Los ascensores no son para desangrarse en su interior, menos cuando hay algo importante a compartir al llegar a la calle, menos cuando hay que seguir aventando crónicas tan necesarias de la lejana Chechenia, o de las más cercanas y oscuras comisarías.
Anna Politkovskaya sabía del gran peligro que corría, pero su compromiso con la verdad era irrenunciable. El sábado en que la mataron se disponía a seguir revelando informaciones con las que nadie se atrevía. Se dejó la piel denunciando la infamia.
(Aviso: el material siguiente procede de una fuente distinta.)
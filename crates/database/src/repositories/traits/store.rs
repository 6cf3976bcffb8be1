//! 反馈存储 trait 定义
//!
//! 定义项目与反馈存储的抽象接口

use crate::models::{Feedback, FeedbackCreate, LabelOutcome, Project, ProjectCreate};
use crate::DatabaseResult;
use shared_lib::{FeedbackFilter, Sentiment};

/// 反馈存储trait定义
///
/// 支持：
/// - 项目创建、查询、列表
/// - 反馈创建、查询、按项目/类型过滤
/// - 反馈标签与情感结果的修改
///
/// 新建的实体总是放在集合最前面，所有列表接口都按"最新在前"的顺序返回。
#[async_trait::async_trait]
pub trait FeedbackStoreTrait: Send + Sync + 'static {
    /// 创建新项目
    ///
    /// 生成新的项目ID和项目公钥，创建时间为当前时间。校验通过后不会失败。
    async fn create_project(&self, project: ProjectCreate) -> DatabaseResult<Project>;

    /// 根据 ID 查询项目
    async fn find_project(&self, id: &str) -> DatabaseResult<Option<Project>>;

    /// 根据项目公钥查询项目
    async fn find_project_by_key(&self, project_key: &str) -> DatabaseResult<Option<Project>>;

    /// 所有项目，最新在前
    async fn list_projects(&self) -> DatabaseResult<Vec<Project>>;

    /// 创建新反馈
    ///
    /// 标签为空，情感结果未设置。存储层不检查项目是否存在。
    async fn create_feedback(&self, feedback: FeedbackCreate) -> DatabaseResult<Feedback>;

    /// 根据 ID 查询反馈
    async fn find_feedback(&self, id: &str) -> DatabaseResult<Option<Feedback>>;

    /// 指定项目的全部反馈，保持存储顺序
    async fn filter_feedback_by_project(&self, project_id: &str) -> DatabaseResult<Vec<Feedback>>;

    /// 按类型过滤全部反馈，[`FeedbackFilter::All`] 返回全部
    async fn filter_feedback_by_type(&self, filter: FeedbackFilter) -> DatabaseResult<Vec<Feedback>>;

    /// 给反馈添加标签
    ///
    /// 标签已存在时返回 [`LabelOutcome::AlreadyPresent`]；反馈不存在时返回
    /// [`crate::DatabaseError::NotFound`]。
    async fn add_label(&self, feedback_id: &str, label: &str) -> DatabaseResult<LabelOutcome>;

    /// 覆盖反馈的情感结果，返回修改后的反馈
    async fn set_sentiment(&self, feedback_id: &str, sentiment: Sentiment) -> DatabaseResult<Feedback>;
}
//! 路由入口
//!
//! 提供 [`create_app_router`] 函数，导出当前App的所有路由。
//!
//! 导出路由时传入共享数据 shared_state，这样所有路由函数都可以访问。

use crate::routes::events::__path_subscribe_events;
use crate::routes::events::subscribe_events;
use crate::routes::feedback::__path_add_label;
use crate::routes::feedback::__path_classify_feedback;
use crate::routes::feedback::__path_get_feedback;
use crate::routes::feedback::__path_list_feedback;
use crate::routes::feedback::__path_submit_feedback;
use crate::routes::feedback::{add_label, classify_feedback, get_feedback, list_feedback, submit_feedback};
use crate::routes::projects::__path_create_project;
use crate::routes::projects::__path_get_project;
use crate::routes::projects::__path_list_projects;
use crate::routes::projects::__path_project_feedback;
use crate::routes::projects::__path_project_snippet;
use crate::routes::projects::{create_project, get_project, list_projects, project_feedback, project_snippet};
use crate::routes::widget::__path_submit_widget_feedback;
use crate::routes::widget::submit_widget_feedback;
use crate::AppState;
use axum::Json;
use axum::Router;
use serde::Serialize;
use tower_http::cors::CorsLayer;
use tower_http::trace::TraceLayer;
use utoipa::{OpenApi, ToSchema};
use utoipa_axum::router::OpenApiRouter;
use utoipa_axum::routes;
use utoipa_scalar::{Scalar, Servable};

pub mod events;
pub mod feedback;
pub mod projects;
pub mod widget;

/// 健康检查结果
#[derive(Serialize, ToSchema)]
pub struct Health {
    #[schema(example = "ok")]
    pub status: String,
    #[schema(example = "0.1.0")]
    pub version: String,
}

/// 健康检查
#[utoipa::path(get,
    path = "/health",
    tag = "health",
    responses(
        (status = 200, description = "Service is up", body = Health)
    )
)]
pub async fn health() -> Json<Health> {
    Json(Health {
        status: "ok".to_string(),
        version: env!("CARGO_PKG_VERSION").to_string(),
    })
}

/// 导出当前App的所有路由
///
/// ## 参数定义
/// - state: 共享数据，参考 [`AppState`] 定义。
///
/// ## **❗️注意事项：**
///
/// 由于 [`routes!`] 宏限制，同一个宏里面的接口必须是同一个路径下的不同http方法。
/// 不能这样定义：
///
/// ```rust,ignore
/// routes!(get_project, list_projects)
/// ```
///
/// 需要拆开定义
///
/// ```rust,ignore
/// routes!(list_projects, create_project)
/// .routes!(get_project)
/// ```
///
fn routers(state: AppState) -> OpenApiRouter {
    OpenApiRouter::new()
        .routes(routes!(list_projects, create_project))
        .routes(routes!(get_project))
        .routes(routes!(project_snippet))
        .routes(routes!(project_feedback))
        .routes(routes!(list_feedback, submit_feedback))
        .routes(routes!(get_feedback))
        .routes(routes!(add_label))
        .routes(routes!(classify_feedback))
        .routes(routes!(submit_widget_feedback))
        .routes(routes!(subscribe_events))
        .routes(routes!(health))
        .with_state(state)
}

/// 创建当前App的路由
///
/// 完成以下功能：
/// - 生成OpenAPI文档
/// - 生成App路由
/// - 使用Scalar作为最终在线文档格式
/// - 请求日志与跨域（挂件运行在用户自己的网站上）
///
/// 由于使用了 `utoipa` 库来自动化生成`openapi`文档，因此我们没有使用原生的 [`Router`]，而是使用了
/// [`OpenApiRouter`] 。
pub fn create_app_router(shared_state: AppState) -> Router {
    // 当前项目的OpenAPI声明
    #[derive(OpenApi)]
    #[openapi(
        tags(
            (name = "pulsetrack", description = r#"
PulseTrack 反馈收集服务：

- 项目与嵌入脚本
- 反馈收集（bug / feature / other）
- 标签与情感分析
- 变更事件推送（SSE）
            "#)
        ),
    )]
    struct ApiDoc;

    // 使用`utoipa_axum`提供的OpenApiRouter来创建路由。
    // - router: Axum的Router，实际的路由对象
    // - api: utoipa的OpenApi，生成的OpenAPI对象
    let (router, api) = OpenApiRouter::with_openapi(ApiDoc::openapi())
        .nest("/api/v1", routers(shared_state))
        .split_for_parts();

    // 合并文档路由，用户可通过 /docs 访问文档网页地址
    router
        .merge(Scalar::with_url("/docs", api))
        .layer(TraceLayer::new_for_http())
        .layer(CorsLayer::permissive())
}
use axum::http::StatusCode;
use axum::response::{IntoResponse, Response};
use axum::Json;
use serde::{Deserialize, Serialize};
use std::collections::BTreeMap;
use utoipa::ToSchema;
use validator::ValidationErrors;

/// 字段名 -> 错误信息列表
///
/// 字段名使用请求体中的名字（camelCase），同一字段的错误信息按校验顺序排列。
pub type FieldErrors = BTreeMap<String, Vec<String>>;

/// 封装符合json-api的单个返回对象
///
/// 具体参考：<https://jsonapi.org>
#[derive(Deserialize, Debug, ToSchema, Serialize)]
pub struct Reply<T> {
    pub data: T,
}

/// 修改操作的处理结果分类，决定HTTP状态码，不参与序列化
#[derive(Debug, Clone, Copy, PartialEq, Eq, Default)]
pub enum ActionStatus {
    #[default]
    Ok,
    /// 参数校验失败
    Invalid,
    /// 引用的项目/反馈不存在
    NotFound,
    /// 外部能力（情感分析）调用失败
    Upstream,
    /// 其他意外错误
    Internal,
}

impl ActionStatus {
    pub fn status_code(&self) -> StatusCode {
        match self {
            ActionStatus::Ok => StatusCode::OK,
            ActionStatus::Invalid => StatusCode::BAD_REQUEST,
            ActionStatus::NotFound => StatusCode::NOT_FOUND,
            ActionStatus::Upstream => StatusCode::BAD_GATEWAY,
            ActionStatus::Internal => StatusCode::INTERNAL_SERVER_ERROR,
        }
    }
}

/// 所有修改操作统一的返回格式
///
/// ```json
/// { "message": "...", "fieldErrors": { "comment": ["..."] }, "data": { ... } }
/// ```
///
/// - 成功时 `data` 有值，`fieldErrors` 不出现
/// - 校验失败时 `fieldErrors` 有值，`data` 不出现
/// - 其他失败只有 `message`
#[derive(Deserialize, Debug, ToSchema, Serialize)]
#[serde(rename_all = "camelCase")]
pub struct ActionReply<T> {
    pub message: String,

    #[serde(default, skip_serializing_if = "Option::is_none")]
    pub field_errors: Option<FieldErrors>,

    #[serde(default, skip_serializing_if = "Option::is_none")]
    pub data: Option<T>,

    #[serde(skip)]
    pub status: ActionStatus,
}

impl<T> ActionReply<T> {
    pub fn success(message: impl Into<String>, data: T) -> Self {
        Self {
            message: message.into(),
            field_errors: None,
            data: Some(data),
            status: ActionStatus::Ok,
        }
    }

    pub fn invalid(message: impl Into<String>, errors: &ValidationErrors) -> Self {
        Self::invalid_fields(message, field_errors(errors))
    }

    pub fn invalid_fields(message: impl Into<String>, errors: FieldErrors) -> Self {
        Self {
            message: message.into(),
            field_errors: Some(errors),
            data: None,
            status: ActionStatus::Invalid,
        }
    }

    pub fn failure(message: impl Into<String>, status: ActionStatus) -> Self {
        Self {
            message: message.into(),
            field_errors: None,
            data: None,
            status,
        }
    }

    pub fn is_success(&self) -> bool {
        self.status == ActionStatus::Ok
    }
}

/// Tell axum how to convert `ActionReply` into a response.
impl<T: Serialize> IntoResponse for ActionReply<T> {
    fn into_response(self) -> Response {
        (self.status.status_code(), Json(self)).into_response()
    }
}

/// 把 [`ValidationErrors`] 转换为 `字段 -> 错误信息` 的结构
///
/// 没有自定义信息的校验规则使用规则代码（例如 `length`）作为信息。
pub fn field_errors(errors: &ValidationErrors) -> FieldErrors {
    errors
        .field_errors()
        .into_iter()
        .map(|(field, errs)| {
            let messages = errs
                .iter()
                .map(|e| e.message.as_ref().map_or_else(|| e.code.to_string(), |m| m.to_string()))
                .collect();
            (wire_field_name(&field), messages)
        })
        .collect()
}

/// 结构体字段名转换为请求体中的字段名
///
/// 反馈类型在请求体中叫 `type`，结构体里是 `feedback_type`；其余字段做 snake_case -> camelCase 转换。
fn wire_field_name(field: &str) -> String {
    if field == "feedback_type" {
        return "type".to_string();
    }

    let mut name = String::with_capacity(field.len());
    let mut upper = false;
    for c in field.chars() {
        if c == '_' {
            upper = true;
        } else if upper {
            name.extend(c.to_uppercase());
            upper = false;
        } else {
            name.push(c);
        }
    }
    name
}

#[cfg(test)]
mod tests {
    use super::*;
    use std::borrow::Cow;
    use validator::ValidationError;

    #[test]
    fn wire_names_are_camel_case() {
        assert_eq!(wire_field_name("project_id"), "projectId");
        assert_eq!(wire_field_name("feedbackId"), "feedbackId");
        assert_eq!(wire_field_name("comment"), "comment");
        assert_eq!(wire_field_name("feedback_type"), "type");
    }

    #[test]
    fn field_errors_use_messages_or_codes() {
        let mut errors = ValidationErrors::new();
        errors.add("project_id", ValidationError::new("required").with_message(Cow::Borrowed("Project id is required.")));
        errors.add("comment", ValidationError::new("length"));

        let map = field_errors(&errors);
        assert_eq!(map["projectId"], vec!["Project id is required."]);
        assert_eq!(map["comment"], vec!["length"]);
    }

    #[test]
    fn success_reply_omits_field_errors() {
        let reply = ActionReply::success("done", 42);
        let json = serde_json::to_value(&reply).unwrap();
        assert_eq!(json, serde_json::json!({ "message": "done", "data": 42 }));
        assert_eq!(reply.status.status_code(), StatusCode::OK);
    }

    #[test]
    fn failure_reply_has_only_message() {
        let reply: ActionReply<()> = ActionReply::failure("nope", ActionStatus::NotFound);
        let json = serde_json::to_value(&reply).unwrap();
        assert_eq!(json, serde_json::json!({ "message": "nope" }));
        assert_eq!(reply.status.status_code(), StatusCode::NOT_FOUND);
    }
}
Aún hay heroínas que pagan la luz a precio de vida.

Se enfrían los frágiles dedos que hasta ayer amenazaban el corrupto régimen ruso, que sacaran a la luz todo el terror de Putin en la república caucásica. Dice el férreo mandatario que buscará al asesino; como si él mismo no conociera nada de tan sombrío contubernio, de la amenaza que se cierne sobre todos los informadores que no renuncian a sus libertades; como si no supiéramos de los antecedentes del siniestro presidente que domina Rusia entera.
A Anna Politkovskaya no le han segado la vida en una república bananera, sino en el corazón de la capital de la segunda potencia mundial. Europa y EEUU hoy protestan, pero mañana callarán, porque nadie osa cantarle todas las verdades al frío hombre del Kremlin con su teléfono rojo, con su petróleo a raudales, con su vasto territorio rebosante de materias primas. Otros adjetivos como “fuerte”, “duro”, son sólo eufemismos que esconden horrores que la periodista conocía como nadie.

¿Por qué los tiranos alcanzan aún nuestros días, por qué siguen ocupando gobiernos y palacios? ¿Quién les dio paso en el siglo XXI: la insensatez, la ingenuidad…, o tal vez el miedo? Deberán surgir muchos periodistas valientes dispuestos a reportar la manipulación, la merma de libertades, las prácticas mafiosas y la violación de los derechos humanos por parte del Estado; deberán ponerse muchas Politkovskayas al teclado para que amanezca en Rusia.
Mientras que esta gran nación no se levante ante este y otros muchos desatinos, mientras que calle ante este despropósito si no apadrinado, si consentido por el Gobierno, no será libre, no podrá mirar al futuro con el debido orgullo, con la merecida esperanza.
Pese a la sangre en el ascensor, pese a tanto silencio cómplice, a Rusia y a ningún pueblo le ha de faltar esperanza, tampoco un orgullo que poco tiene que ver con himnos, o banderas, o patrias edulcoradas…, sino con la defensa aunada de mujeres que relatan verdades como puños, con la resistencia a no ceder su destino a los déspotas.

La verdad es cara, pero el uranio barato. En el extremo oriente, la población de Corea del Norte carece de alimentos, mientras que otro dictador, éste ya macabro, junto a sus secuaces juegan a atemorizar al mundo con sus ensayos nucleares.
Es de ley que los pueblos tumben a sus propios dictadores. Desde fuera se pude tirar un poco de la cuerda, pero cada nación subyugada ha de sacudirse su propio opresor y ensayar su tránsito a la democracia verdadera, sin violencia, ni sobresaltos. De lo contrario podemos tropezarnos con callejones difíciles como el caso de Irak o, salvando las diferencias, también de Afganistán.
La sangre puede ser dolorosa, pero nunca inútil. “A mí me urge la verdad” declaraba la periodista valiente. Ahora hay más luz proyectada sobre Rusia. ¡Que futuros destellos no salgan tan caros!